Go through the data and copy each line that holds "role".

(Recorded data)
-----

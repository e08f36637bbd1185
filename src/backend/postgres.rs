//! Direct Postgres access to the hosted backend's database
//!
//! Used when the dashboard runs next to the backend's database instead of
//! going through its REST API. Session tokens are the backend's own HS256
//! JWTs and are verified locally.

use std::time::Instant;

use async_trait::async_trait;
use jsonwebtoken::{decode, Algorithm, DecodingKey, Validation};
use serde::Deserialize;
use serde_json::Value;
use sqlx::Row;
use tracing::debug;
use uuid::Uuid;

use super::query::{validate_column, validate_filters, validate_table, Columns, Embed, Filter, SelectQuery};
use super::{AuthSession, AuthUser, Backend, Session};
use crate::database::connection::DatabasePool;
use crate::utils::errors::{BackendError, BackendResult};
use crate::utils::logging::log_backend_operation;

/// Claims of a backend-issued session token
#[derive(Debug, Deserialize)]
struct Claims {
    sub: Uuid,
    #[serde(default)]
    email: Option<String>,
}

/// Correlated subquery producing a resource's tags
const RESOURCE_TAGS_SQL: &str = "(SELECT COALESCE(json_agg(json_build_object(\
    'id', tg.id, 'name', tg.name, 'display_order', tg.display_order) \
    ORDER BY tg.display_order, tg.name), '[]'::json) \
    FROM resource_tags rt JOIN tags tg ON tg.id = rt.tag_id \
    WHERE rt.resource_id = resources.id) AS tags";

#[derive(Clone)]
pub struct PgBackend {
    pool: DatabasePool,
    decoding_key: DecodingKey,
    validation: Validation,
}

impl PgBackend {
    pub fn new(pool: DatabasePool, jwt_secret: &str) -> Self {
        let mut validation = Validation::new(Algorithm::HS256);
        validation.validate_aud = false;

        Self {
            pool,
            decoding_key: DecodingKey::from_secret(jwt_secret.as_bytes()),
            validation,
        }
    }

    pub fn pool(&self) -> &DatabasePool {
        &self.pool
    }

    fn verify(&self, session: &Session) -> BackendResult<AuthUser> {
        let token = session.token()?;
        let data = decode::<Claims>(token, &self.decoding_key, &self.validation)
            .map_err(|e| BackendError::InvalidToken(e.to_string()))?;
        Ok(AuthUser {
            id: data.claims.sub,
            email: data.claims.email,
        })
    }
}

/// SQL type a filter value is cast to
fn column_type(column: &str) -> Option<&'static str> {
    match column {
        "id" | "resource_id" | "tag_id" => Some("uuid"),
        "graduation_year" | "display_order" => Some("integer"),
        "is_pinned" => Some("boolean"),
        "start_time" | "end_time" | "created_at" => Some("timestamptz"),
        _ => None,
    }
}

fn quote(identifier: &str) -> String {
    format!("\"{}\"", identifier)
}

/// `WHERE` clause with placeholders starting at `$first`
fn where_clause(table: &str, filters: &[Filter], first: usize) -> String {
    if filters.is_empty() {
        return String::new();
    }
    let conditions: Vec<String> = filters
        .iter()
        .enumerate()
        .map(|(i, filter)| {
            let placeholder = match column_type(filter.column()) {
                Some(ty) => format!("CAST(${} AS {})", first + i, ty),
                None => format!("${}", first + i),
            };
            format!(
                "{}.{} {} {}",
                quote(table),
                quote(filter.column()),
                filter.sql_operator(),
                placeholder
            )
        })
        .collect();
    format!(" WHERE {}", conditions.join(" AND "))
}

fn select_sql(query: &SelectQuery) -> String {
    let mut columns = match &query.columns {
        Columns::All => "*".to_string(),
        Columns::Named(names) => names.iter().map(|c| quote(c)).collect::<Vec<_>>().join(", "),
    };
    if let Some(Embed::ResourceTags) = query.embed {
        columns = format!("{}, {}", columns, RESOURCE_TAGS_SQL);
    }

    let mut sql = format!(
        "SELECT {} FROM {}{}",
        columns,
        quote(&query.table),
        where_clause(&query.table, &query.filters, 1)
    );
    if !query.order.is_empty() {
        let order: Vec<String> = query
            .order
            .iter()
            .map(|o| format!("{} {}", quote(&o.column), if o.ascending { "ASC" } else { "DESC" }))
            .collect();
        sql.push_str(&format!(" ORDER BY {}", order.join(", ")));
    }
    if let Some(limit) = query.limit {
        sql.push_str(&format!(" LIMIT {}", limit));
    }
    format!("SELECT row_to_json(t) AS row FROM ({}) t", sql)
}

/// Column names of a JSON payload, checked against the table
fn payload_columns(table: &str, value: &Value) -> BackendResult<Vec<String>> {
    let object = value
        .as_object()
        .ok_or_else(|| BackendError::InvalidQuery("row payload must be an object".to_string()))?;
    let mut columns = Vec::with_capacity(object.len());
    for key in object.keys() {
        validate_column(table, key)?;
        columns.push(key.clone());
    }
    if columns.is_empty() {
        return Err(BackendError::InvalidQuery("row payload is empty".to_string()));
    }
    Ok(columns)
}

/// Database errors keep their message so it reaches the user unchanged
fn map_sqlx(error: sqlx::Error) -> BackendError {
    match error {
        sqlx::Error::Database(db) => {
            let code = db.code().map(|c| c.to_string());
            let status = match code.as_deref() {
                Some("23505") => 409,
                Some(c) if c.starts_with("23") || c.starts_with("22") => 400,
                _ => 500,
            };
            BackendError::Api {
                status,
                message: db.message().to_string(),
                code,
            }
        }
        other => BackendError::Database(other),
    }
}

#[async_trait]
impl Backend for PgBackend {
    async fn get_user(&self, session: &Session) -> BackendResult<AuthUser> {
        self.verify(session)
    }

    async fn select(&self, session: &Session, query: &SelectQuery) -> BackendResult<Vec<Value>> {
        self.verify(session)?;
        query.validate()?;

        let sql = select_sql(query);
        let mut statement = sqlx::query(&sql);
        for filter in &query.filters {
            statement = statement.bind(filter.value().to_string());
        }

        let started = Instant::now();
        let result = statement.fetch_all(&self.pool).await;
        log_backend_operation(
            "select",
            &query.table,
            started.elapsed().as_millis() as u64,
            result.is_ok(),
        );

        let rows = result.map_err(map_sqlx)?;
        debug!(table = %query.table, rows = rows.len(), "Rows selected");
        rows.iter()
            .map(|row| row.try_get::<Value, _>("row").map_err(map_sqlx))
            .collect()
    }

    async fn insert(&self, session: &Session, table: &str, rows: Vec<Value>) -> BackendResult<()> {
        self.verify(session)?;
        validate_table(table)?;
        let Some(first) = rows.first() else {
            return Ok(());
        };

        let columns = payload_columns(table, first)?;
        let column_list = columns.iter().map(|c| quote(c)).collect::<Vec<_>>().join(", ");
        let sql = format!(
            "INSERT INTO {table} ({cols}) SELECT {cols} FROM jsonb_populate_recordset(NULL::{table}, $1)",
            table = quote(table),
            cols = column_list
        );

        let started = Instant::now();
        let result = sqlx::query(&sql)
            .bind(Value::Array(rows))
            .execute(&self.pool)
            .await;
        log_backend_operation("insert", table, started.elapsed().as_millis() as u64, result.is_ok());
        result.map(|_| ()).map_err(map_sqlx)
    }

    async fn update(
        &self,
        session: &Session,
        table: &str,
        values: Value,
        filters: &[Filter],
    ) -> BackendResult<()> {
        self.verify(session)?;
        validate_table(table)?;
        validate_filters(table, filters)?;

        let columns = payload_columns(table, &values)?;
        let assignments = columns
            .iter()
            .map(|c| format!("{col} = r.{col}", col = quote(c)))
            .collect::<Vec<_>>()
            .join(", ");
        let sql = format!(
            "UPDATE {table} SET {assignments} FROM jsonb_populate_record(NULL::{table}, $1) r{filter}",
            table = quote(table),
            assignments = assignments,
            filter = where_clause(table, filters, 2)
        );

        let mut statement = sqlx::query(&sql).bind(values);
        for filter in filters {
            statement = statement.bind(filter.value().to_string());
        }

        let started = Instant::now();
        let result = statement.execute(&self.pool).await;
        log_backend_operation("update", table, started.elapsed().as_millis() as u64, result.is_ok());
        result.map(|_| ()).map_err(map_sqlx)
    }

    async fn delete(&self, session: &Session, table: &str, filters: &[Filter]) -> BackendResult<()> {
        self.verify(session)?;
        validate_table(table)?;
        validate_filters(table, filters)?;

        let sql = format!(
            "DELETE FROM {}{}",
            quote(table),
            where_clause(table, filters, 1)
        );
        let mut statement = sqlx::query(&sql);
        for filter in filters {
            statement = statement.bind(filter.value().to_string());
        }

        let started = Instant::now();
        let result = statement.execute(&self.pool).await;
        log_backend_operation("delete", table, started.elapsed().as_millis() as u64, result.is_ok());
        result.map(|_| ()).map_err(map_sqlx)
    }

    async fn exchange_code_for_session(
        &self,
        _code: &str,
        _code_verifier: Option<&str>,
    ) -> BackendResult<AuthSession> {
        Err(BackendError::Unsupported(
            "code exchange requires the hosted auth API".to_string(),
        ))
    }

    async fn sign_out(&self, session: &Session) -> BackendResult<()> {
        // Tokens are stateless here; dropping the cookie ends the session
        self.verify(session).map(|_| ())
    }

    fn name(&self) -> &'static str {
        "postgres"
    }
}

#[cfg(test)]
mod tests {
    use super::*;
    use crate::backend::query::Order;

    #[test]
    fn test_select_sql_with_filters_and_order() {
        let mut query = SelectQuery::new("events", "*");
        query.filters.push(Filter::Gte {
            column: "end_time".to_string(),
            value: "2025-01-15T18:00:00Z".to_string(),
        });
        query.order.push(Order {
            column: "start_time".to_string(),
            ascending: true,
        });

        assert_eq!(
            select_sql(&query),
            "SELECT row_to_json(t) AS row FROM (SELECT * FROM \"events\" \
             WHERE \"events\".\"end_time\" >= CAST($1 AS timestamptz) \
             ORDER BY \"start_time\" ASC) t"
        );
    }

    #[test]
    fn test_select_sql_embeds_tags() {
        let mut query = SelectQuery::new("resources", "*");
        query.embed = Some(Embed::ResourceTags);
        let sql = select_sql(&query);
        assert!(sql.contains("json_agg"));
        assert!(sql.contains("ORDER BY tg.display_order, tg.name"));
    }

    #[test]
    fn test_where_clause_text_column_is_not_cast() {
        let filters = vec![Filter::Eq {
            column: "role".to_string(),
            value: "admin".to_string(),
        }];
        assert_eq!(
            where_clause("profiles", &filters, 2),
            " WHERE \"profiles\".\"role\" = $2"
        );
    }

    #[test]
    fn test_payload_columns_rejects_unknown_keys() {
        let payload = serde_json::json!({"name": "Scores", "owner": "x"});
        assert!(payload_columns("tags", &payload).is_err());

        let payload = serde_json::json!({"name": "Scores", "display_order": 1});
        assert_eq!(payload_columns("tags", &payload).unwrap().len(), 2);
    }
}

-----

• [Answer section]:
            column: "role".to_string(),
            " WHERE \"profiles\".\"role\" = $2"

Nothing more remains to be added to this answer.